Entries taken from a collection
§

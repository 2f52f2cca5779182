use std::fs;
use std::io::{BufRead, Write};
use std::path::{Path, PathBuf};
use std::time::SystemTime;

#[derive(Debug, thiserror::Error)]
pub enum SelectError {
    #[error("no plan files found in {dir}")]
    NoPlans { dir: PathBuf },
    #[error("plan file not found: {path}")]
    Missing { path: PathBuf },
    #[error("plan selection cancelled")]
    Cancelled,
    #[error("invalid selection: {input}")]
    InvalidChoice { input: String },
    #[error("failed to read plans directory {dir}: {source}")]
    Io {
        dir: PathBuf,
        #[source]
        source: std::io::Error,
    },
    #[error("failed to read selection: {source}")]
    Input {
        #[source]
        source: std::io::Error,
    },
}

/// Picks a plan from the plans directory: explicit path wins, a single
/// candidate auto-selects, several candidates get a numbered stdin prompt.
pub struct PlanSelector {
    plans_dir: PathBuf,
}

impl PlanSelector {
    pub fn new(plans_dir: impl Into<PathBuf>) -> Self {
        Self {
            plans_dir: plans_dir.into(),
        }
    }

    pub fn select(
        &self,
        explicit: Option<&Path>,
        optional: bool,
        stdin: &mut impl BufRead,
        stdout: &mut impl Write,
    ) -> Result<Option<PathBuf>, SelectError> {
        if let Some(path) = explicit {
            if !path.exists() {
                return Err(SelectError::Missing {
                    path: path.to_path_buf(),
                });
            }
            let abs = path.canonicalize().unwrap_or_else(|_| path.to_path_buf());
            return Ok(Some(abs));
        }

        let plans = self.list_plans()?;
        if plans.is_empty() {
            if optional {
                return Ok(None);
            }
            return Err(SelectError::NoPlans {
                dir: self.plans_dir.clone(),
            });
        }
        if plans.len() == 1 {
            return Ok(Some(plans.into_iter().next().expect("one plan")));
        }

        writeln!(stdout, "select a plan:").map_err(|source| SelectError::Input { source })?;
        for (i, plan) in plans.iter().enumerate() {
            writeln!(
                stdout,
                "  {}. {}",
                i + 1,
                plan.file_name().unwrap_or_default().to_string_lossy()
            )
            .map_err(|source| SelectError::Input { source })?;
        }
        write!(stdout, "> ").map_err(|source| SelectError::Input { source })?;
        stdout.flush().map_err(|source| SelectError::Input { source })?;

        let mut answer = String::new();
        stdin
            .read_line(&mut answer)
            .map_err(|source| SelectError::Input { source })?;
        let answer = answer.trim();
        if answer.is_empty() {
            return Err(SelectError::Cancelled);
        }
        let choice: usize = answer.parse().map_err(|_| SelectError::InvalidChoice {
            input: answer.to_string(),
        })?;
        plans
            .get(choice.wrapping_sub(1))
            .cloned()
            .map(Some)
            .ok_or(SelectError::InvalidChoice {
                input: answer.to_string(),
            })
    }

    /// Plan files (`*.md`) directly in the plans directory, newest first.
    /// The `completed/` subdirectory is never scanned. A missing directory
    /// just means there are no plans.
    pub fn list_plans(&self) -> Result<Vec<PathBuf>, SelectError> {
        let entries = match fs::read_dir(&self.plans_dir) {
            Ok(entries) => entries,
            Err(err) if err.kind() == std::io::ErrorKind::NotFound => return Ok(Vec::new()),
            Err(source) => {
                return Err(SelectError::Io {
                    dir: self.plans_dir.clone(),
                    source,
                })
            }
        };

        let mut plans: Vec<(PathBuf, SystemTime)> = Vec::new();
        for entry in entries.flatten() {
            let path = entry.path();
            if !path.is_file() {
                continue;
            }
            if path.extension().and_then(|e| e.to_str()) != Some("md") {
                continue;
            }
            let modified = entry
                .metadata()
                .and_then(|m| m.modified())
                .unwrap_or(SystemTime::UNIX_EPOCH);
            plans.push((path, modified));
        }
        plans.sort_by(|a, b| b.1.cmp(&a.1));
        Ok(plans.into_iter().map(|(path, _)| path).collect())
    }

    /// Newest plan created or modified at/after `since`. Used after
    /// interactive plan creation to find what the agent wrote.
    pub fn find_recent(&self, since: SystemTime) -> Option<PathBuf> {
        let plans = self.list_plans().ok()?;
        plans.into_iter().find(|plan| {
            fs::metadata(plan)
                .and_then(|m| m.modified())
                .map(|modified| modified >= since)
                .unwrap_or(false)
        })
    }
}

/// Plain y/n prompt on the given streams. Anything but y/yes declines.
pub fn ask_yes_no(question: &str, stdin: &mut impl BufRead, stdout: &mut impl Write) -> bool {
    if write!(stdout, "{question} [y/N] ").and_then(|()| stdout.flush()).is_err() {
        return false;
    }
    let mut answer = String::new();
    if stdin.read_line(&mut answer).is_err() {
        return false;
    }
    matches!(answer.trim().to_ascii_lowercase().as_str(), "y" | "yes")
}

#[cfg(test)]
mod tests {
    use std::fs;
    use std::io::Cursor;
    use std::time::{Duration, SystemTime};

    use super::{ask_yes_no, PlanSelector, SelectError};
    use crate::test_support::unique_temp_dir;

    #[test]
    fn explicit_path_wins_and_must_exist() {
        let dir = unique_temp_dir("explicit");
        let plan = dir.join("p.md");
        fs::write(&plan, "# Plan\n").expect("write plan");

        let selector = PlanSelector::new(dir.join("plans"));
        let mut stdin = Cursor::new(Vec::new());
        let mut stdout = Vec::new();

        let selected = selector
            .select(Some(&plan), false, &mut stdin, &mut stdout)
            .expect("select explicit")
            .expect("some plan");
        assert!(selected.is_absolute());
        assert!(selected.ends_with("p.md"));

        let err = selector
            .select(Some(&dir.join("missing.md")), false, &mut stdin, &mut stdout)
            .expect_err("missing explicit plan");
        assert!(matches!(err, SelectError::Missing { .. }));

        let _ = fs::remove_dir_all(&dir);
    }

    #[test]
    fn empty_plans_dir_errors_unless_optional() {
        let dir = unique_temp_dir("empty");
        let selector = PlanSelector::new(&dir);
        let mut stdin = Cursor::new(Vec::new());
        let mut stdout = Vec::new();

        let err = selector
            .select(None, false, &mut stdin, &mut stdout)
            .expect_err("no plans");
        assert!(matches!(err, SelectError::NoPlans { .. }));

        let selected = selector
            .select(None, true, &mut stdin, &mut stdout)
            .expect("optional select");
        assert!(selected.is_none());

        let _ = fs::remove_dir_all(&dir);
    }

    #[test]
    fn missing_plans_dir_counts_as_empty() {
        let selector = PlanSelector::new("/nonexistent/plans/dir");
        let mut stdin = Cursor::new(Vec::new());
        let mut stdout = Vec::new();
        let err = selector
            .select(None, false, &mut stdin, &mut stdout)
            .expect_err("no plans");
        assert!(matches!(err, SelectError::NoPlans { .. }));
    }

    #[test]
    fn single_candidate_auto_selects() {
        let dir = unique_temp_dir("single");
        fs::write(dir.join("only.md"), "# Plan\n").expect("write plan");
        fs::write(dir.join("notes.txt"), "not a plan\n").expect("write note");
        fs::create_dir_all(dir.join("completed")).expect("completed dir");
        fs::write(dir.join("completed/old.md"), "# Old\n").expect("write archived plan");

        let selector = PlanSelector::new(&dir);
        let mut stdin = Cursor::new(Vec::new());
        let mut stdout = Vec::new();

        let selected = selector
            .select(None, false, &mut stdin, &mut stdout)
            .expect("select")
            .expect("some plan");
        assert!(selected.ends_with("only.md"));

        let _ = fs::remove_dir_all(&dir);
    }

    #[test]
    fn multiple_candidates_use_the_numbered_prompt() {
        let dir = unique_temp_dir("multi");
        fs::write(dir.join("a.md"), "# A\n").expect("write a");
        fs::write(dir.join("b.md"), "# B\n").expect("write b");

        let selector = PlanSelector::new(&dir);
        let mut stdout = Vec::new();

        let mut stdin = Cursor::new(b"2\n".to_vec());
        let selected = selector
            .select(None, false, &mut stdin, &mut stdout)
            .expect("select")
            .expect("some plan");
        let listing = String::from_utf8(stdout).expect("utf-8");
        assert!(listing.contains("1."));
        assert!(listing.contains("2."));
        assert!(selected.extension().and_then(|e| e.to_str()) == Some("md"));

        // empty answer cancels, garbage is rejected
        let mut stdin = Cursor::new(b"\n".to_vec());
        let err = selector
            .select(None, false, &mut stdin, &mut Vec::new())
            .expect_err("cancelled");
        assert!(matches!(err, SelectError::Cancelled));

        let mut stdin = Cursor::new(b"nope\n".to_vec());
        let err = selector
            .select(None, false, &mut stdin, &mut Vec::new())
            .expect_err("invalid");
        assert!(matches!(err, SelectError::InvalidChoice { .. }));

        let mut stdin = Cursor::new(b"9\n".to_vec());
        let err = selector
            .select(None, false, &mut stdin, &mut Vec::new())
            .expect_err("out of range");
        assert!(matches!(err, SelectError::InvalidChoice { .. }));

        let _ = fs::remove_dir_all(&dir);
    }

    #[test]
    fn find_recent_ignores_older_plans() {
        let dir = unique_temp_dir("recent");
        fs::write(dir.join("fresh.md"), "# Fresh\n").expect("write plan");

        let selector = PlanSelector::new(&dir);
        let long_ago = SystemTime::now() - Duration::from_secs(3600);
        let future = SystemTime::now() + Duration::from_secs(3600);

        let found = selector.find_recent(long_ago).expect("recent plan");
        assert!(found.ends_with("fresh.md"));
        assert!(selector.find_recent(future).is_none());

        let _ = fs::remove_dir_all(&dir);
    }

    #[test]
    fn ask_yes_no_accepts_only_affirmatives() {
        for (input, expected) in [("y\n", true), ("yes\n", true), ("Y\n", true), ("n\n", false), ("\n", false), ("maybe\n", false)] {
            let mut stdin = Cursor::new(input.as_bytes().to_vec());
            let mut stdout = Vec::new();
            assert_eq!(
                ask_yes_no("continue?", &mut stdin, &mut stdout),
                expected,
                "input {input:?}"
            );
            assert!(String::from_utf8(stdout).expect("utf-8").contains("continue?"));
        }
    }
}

§

#### The problem
What is needed is the number of lines above that include the string "Duration", and nothing else.

#### Task output
3